### TASK TO CARRY OUT
All of these records need to be duplicated exactly.

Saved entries
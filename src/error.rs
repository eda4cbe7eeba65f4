//! Error types for cold storage
//!
//! Store operations are total and never fail; these errors describe what can
//! go wrong around them: computing a missing value and loading configuration.

use thiserror::Error;

// == Cold Storage Error Enum ==
/// Unified error type for the crate.
///
/// Cloneable so that a single failed computation can be delivered to every
/// caller waiting on it.
#[derive(Error, Debug, Clone, PartialEq, Eq)]
pub enum ColdStorageError {
    /// The wrapped operation returned an error
    #[error("Operation '{operation}' failed: {message}")]
    OperationFailed { operation: String, message: String },

    /// The wrapped operation panicked while computing
    #[error("Operation '{operation}' panicked: {message}")]
    OperationPanicked { operation: String, message: String },

    /// The computation this caller was waiting on was cancelled
    #[error("Operation '{operation}' was abandoned before completing")]
    Abandoned { operation: String },

    /// Configuration values out of range
    #[error("Invalid configuration: {0}")]
    InvalidConfig(String),
}

impl ColdStorageError {
    /// Builds an `OperationFailed` from any displayable error.
    pub fn failed(operation: &str, error: impl std::fmt::Display) -> Self {
        Self::OperationFailed {
            operation: operation.to_string(),
            message: error.to_string(),
        }
    }

    /// Maps a task that did not finish into the matching error.
    pub fn from_join_error(operation: &str, error: tokio::task::JoinError) -> Self {
        if !error.is_panic() {
            return Self::Abandoned {
                operation: operation.to_string(),
            };
        }

        let payload = error.into_panic();
        let message = payload
            .downcast_ref::<&str>()
            .map(|s| s.to_string())
            .or_else(|| payload.downcast_ref::<String>().cloned())
            .unwrap_or_else(|| "unknown panic payload".to_string());

        Self::OperationPanicked {
            operation: operation.to_string(),
            message,
        }
    }

    /// The operation label this error refers to, if any.
    pub fn operation(&self) -> Option<&str> {
        match self {
            Self::OperationFailed { operation, .. }
            | Self::OperationPanicked { operation, .. }
            | Self::Abandoned { operation } => Some(operation),
            Self::InvalidConfig(_) => None,
        }
    }
}

// == Result Type Alias ==
/// Convenience Result type for the crate.
pub type Result<T> = std::result::Result<T, ColdStorageError>;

### ANSWER SPACE
filename src/error.rs
repository eda4cbe7eeba65f4
//! Error types for cold storage
//!
//! Store operations are total and never fail; these errors describe what can
//! go wrong around them: computing a missing value and loading configuration.

use thiserror::Error;

// == Cold Storage Error Enum ==
/// Unified error type for the crate.
///
/// Cloneable so that a single failed computation can be delivered to every
/// caller waiting on it.
#[derive(Error, Debug, Clone, PartialEq, Eq)]
pub enum ColdStorageError {
    /// The wrapped operation returned an error
    #[error("Operation '{operation}' failed: {message}")]
    OperationFailed { operation: String, message: String },

    /// The wrapped operation panicked while computing
    #[error("Operation '{operation}' panicked: {message}")]
    OperationPanicked { operation: String, message: String },

    /// The computation this caller was waiting on was cancelled
    #[error("Operation '{operation}' was abandoned before completing")]
    Abandoned { operation: String },

    /// Configuration values out of range
    #[error("Invalid configuration: {0}")]
    InvalidConfig(String),
}

impl ColdStorageError {
    /// Builds an `OperationFailed` from any displayable error.
    pub fn failed(operation: &str, error: impl std::fmt::Display) -> Self {
        Self::OperationFailed {
            operation: operation.to_string(),
            message: error.to_string(),
        }
    }

    /// Maps a task that did not finish into the matching error.
    pub fn from_join_error(operation: &str, error: tokio::task::JoinError) -> Self {
        if !error.is_panic() {
            return Self::Abandoned {
                operation: operation.to_string(),
            };
        }

        let payload = error.into_panic();
        let message = payload
            .downcast_ref::<&str>()
            .map(|s| s.to_string())
            .or_else(|| payload.downcast_ref::<String>().cloned())
            .unwrap_or_else(|| "unknown panic payload".to_string());

        Self::OperationPanicked {
            operation: operation.to_string(),
            message,
        }
    }

    /// The operation label this error refers to, if any.
    pub fn operation(&self) -> Option<&str> {
        match self {
            Self::OperationFailed { operation, .. }
            | Self::OperationPanicked { operation, .. }
            | Self::Abandoned { operation } => Some(operation),
            Self::InvalidConfig(_) => None,
        }
    }
}

// == Result Type Alias ==
/// Convenience Result type for the crate.
pub type Result<T> = std::result::Result<T, ColdStorageError>;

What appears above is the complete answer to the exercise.